The Prosecutor’s Office this Monday published its guidelines for all members of the public ministry who will encounter one of these cases. A document that calls for the attorney general’s office to look at each case through a magnifying glass, but which limits the number of cases in which a court must be able to downgrade a rapist or pedophile’s conviction: the final conviction will not be considered if his sentence is years in prison. “.

They can be revised if “in the abstract” the sentence is greater than what would be consistent with this new penal code, and under no circumstances can “arithmetic proportion” be used to calculate the new sentence.

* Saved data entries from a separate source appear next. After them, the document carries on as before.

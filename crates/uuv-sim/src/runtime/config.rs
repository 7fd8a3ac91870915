use crate::runtime::error::RuntimeError;
use std::path::PathBuf;

#[derive(Debug, Clone, PartialEq)]
pub struct RuntimeConfig {
    pub show_help: bool,
    /// Simulated seconds to run.
    pub run_seconds: f64,
    pub time_step_us: u64,
    /// Desired world position, z down.
    pub target: [f64; 3],
    pub start_depth: Option<f64>,
    pub vehicle_config: Option<PathBuf>,
    pub record_path: Option<PathBuf>,
    /// Simulated seconds between progress reports.
    pub report_every_s: f64,
    pub json_logs: bool,
    pub log_dir: Option<PathBuf>,
}

impl Default for RuntimeConfig {
    fn default() -> Self {
        Self {
            show_help: false,
            run_seconds: 10.0,
            time_step_us: 4_000,
            target: [0.0, 0.0, 2.0],
            start_depth: None,
            vehicle_config: None,
            record_path: None,
            report_every_s: 1.0,
            json_logs: false,
            log_dir: None,
        }
    }
}

fn value<'a>(args: &'a [String], i: usize, flag: &'static str) -> Result<&'a str, RuntimeError> {
    args.get(i + 1)
        .map(String::as_str)
        .ok_or(RuntimeError::MissingValue(flag))
}

fn number(flag: &'static str, raw: &str) -> Result<f64, RuntimeError> {
    match raw.trim().parse::<f64>() {
        Ok(v) if v.is_finite() => Ok(v),
        _ => Err(RuntimeError::InvalidValue {
            flag,
            value: raw.to_string(),
        }),
    }
}

fn parse_target(raw: &str) -> Result<[f64; 3], RuntimeError> {
    let parts: Vec<&str> = raw.split(',').collect();
    if parts.len() != 3 {
        return Err(RuntimeError::InvalidValue {
            flag: "--target",
            value: raw.to_string(),
        });
    }
    Ok([
        number("--target", parts[0])?,
        number("--target", parts[1])?,
        number("--target", parts[2])?,
    ])
}

impl RuntimeConfig {
    pub fn from_env() -> Result<Self, RuntimeError> {
        let args: Vec<String> = std::env::args().collect();
        Self::from_args(&args)
    }

    /// `args[0]` is the program name.
    pub fn from_args(args: &[String]) -> Result<Self, RuntimeError> {
        let mut cfg = RuntimeConfig::default();
        let mut i = 1;
        while i < args.len() {
            match args[i].as_str() {
                "--run-seconds" => {
                    let seconds = number("--run-seconds", value(args, i, "--run-seconds")?)?;
                    if seconds < 0.0 {
                        return Err(RuntimeError::InvalidValue {
                            flag: "--run-seconds",
                            value: seconds.to_string(),
                        });
                    }
                    cfg.run_seconds = seconds;
                    i += 1;
                }
                "--time-step-us" => {
                    let raw = value(args, i, "--time-step-us")?;
                    cfg.time_step_us = match raw.parse::<u64>() {
                        Ok(us) if us > 0 => us,
                        _ => {
                            return Err(RuntimeError::InvalidValue {
                                flag: "--time-step-us",
                                value: raw.to_string(),
                            })
                        }
                    };
                    i += 1;
                }
                "--target" => {
                    cfg.target = parse_target(value(args, i, "--target")?)?;
                    i += 1;
                }
                "--start-depth" => {
                    cfg.start_depth = Some(number("--start-depth", value(args, i, "--start-depth")?)?);
                    i += 1;
                }
                "--vehicle-config" => {
                    cfg.vehicle_config = Some(PathBuf::from(value(args, i, "--vehicle-config")?));
                    i += 1;
                }
                "--record" => {
                    cfg.record_path = Some(PathBuf::from(value(args, i, "--record")?));
                    i += 1;
                }
                "--report-every" => {
                    let every = number("--report-every", value(args, i, "--report-every")?)?;
                    if every <= 0.0 {
                        return Err(RuntimeError::InvalidValue {
                            flag: "--report-every",
                            value: every.to_string(),
                        });
                    }
                    cfg.report_every_s = every;
                    i += 1;
                }
                "--json-logs" => {
                    cfg.json_logs = true;
                }
                "--log-dir" => {
                    cfg.log_dir = Some(PathBuf::from(value(args, i, "--log-dir")?));
                    i += 1;
                }
                "--help" | "-h" => {
                    cfg.show_help = true;
                    break;
                }
                other => return Err(RuntimeError::UnknownArgument(other.to_string())),
            }
            i += 1;
        }
        Ok(cfg)
    }

    pub fn print_help() {
        println!(
            r#"uuv-sim - Headless underwater vehicle simulation

USAGE:
    uuv-sim [OPTIONS]

OPTIONS:
    --run-seconds <SECS>      Simulated duration [default: 10]
    --time-step-us <US>       Physics step in microseconds [default: 4000]
    --target <X,Y,Z>          Desired world position, z down [default: 0,0,2]
    --start-depth <M>         Initial depth of the vehicle [default: 0]
    --vehicle-config <PATH>   Vehicle description (JSON); built-in 8-thruster hull otherwise
    --record <PATH>           Write sensor and motor telemetry to a JSONL file
    --report-every <SECS>     Simulated seconds between progress logs [default: 1]
    --json-logs               Output logs in JSON format (for log aggregation)
    --log-dir <DIR>           Also write JSON logs to a daily rotated file in DIR
    -h, --help                Print this help message

ENVIRONMENT VARIABLES:
    RUST_LOG                  Set log filter (e.g., RUST_LOG=debug,uuv_core=trace)

EXAMPLES:
    # Dive to 5 m and hold for a minute
    uuv-sim --target 0,0,5 --run-seconds 60

    # Record telemetry for offline analysis
    uuv-sim --run-seconds 30 --record /tmp/dive.jsonl --json-logs
"#
        );
    }
}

The Prosecutor’s Office admits that the “only yes is yes” law does not have a transitional provision, which, as in previous reforms of the Criminal Code, explicitly limits the possibility of reconsideration of the sentence, but it is an established criterion that must be applied equally. . This is the criterion followed by the prosecutor’s office, as explained by elDiario.es, both in the fifty cases that have been decided negatively in La Rioja, as well as in the two cases that await a decision in the Supreme Court.

This criterion, in practice and if adopted by the courts, means a partial limitation on the reductions that some judges apply to sexual assault cases after the entry into force of the reform of the criminal law promoted by the Ministry of Equality. Irene Montero. The criterion, which the prosecution explains in a document, stems from a case decided by the Supreme Court in 2016, which freed from prison a native of Badajoz who was convicted of facilitating illegal immigration by signing fake work contracts with Peruvian citizens. residence permit.

This sentence, investigated by elDiario.es, examined the case of Nell, who was convicted in Extremadura because between 2004 and 2006 he paid several thousand euros from half a dozen people in exchange for various job offers and contracts, which were later presented to the government. delegation to Badajoz to “fraudulently obtain” the right to reside and work. Each paid between 3,000 and 4,000 euros.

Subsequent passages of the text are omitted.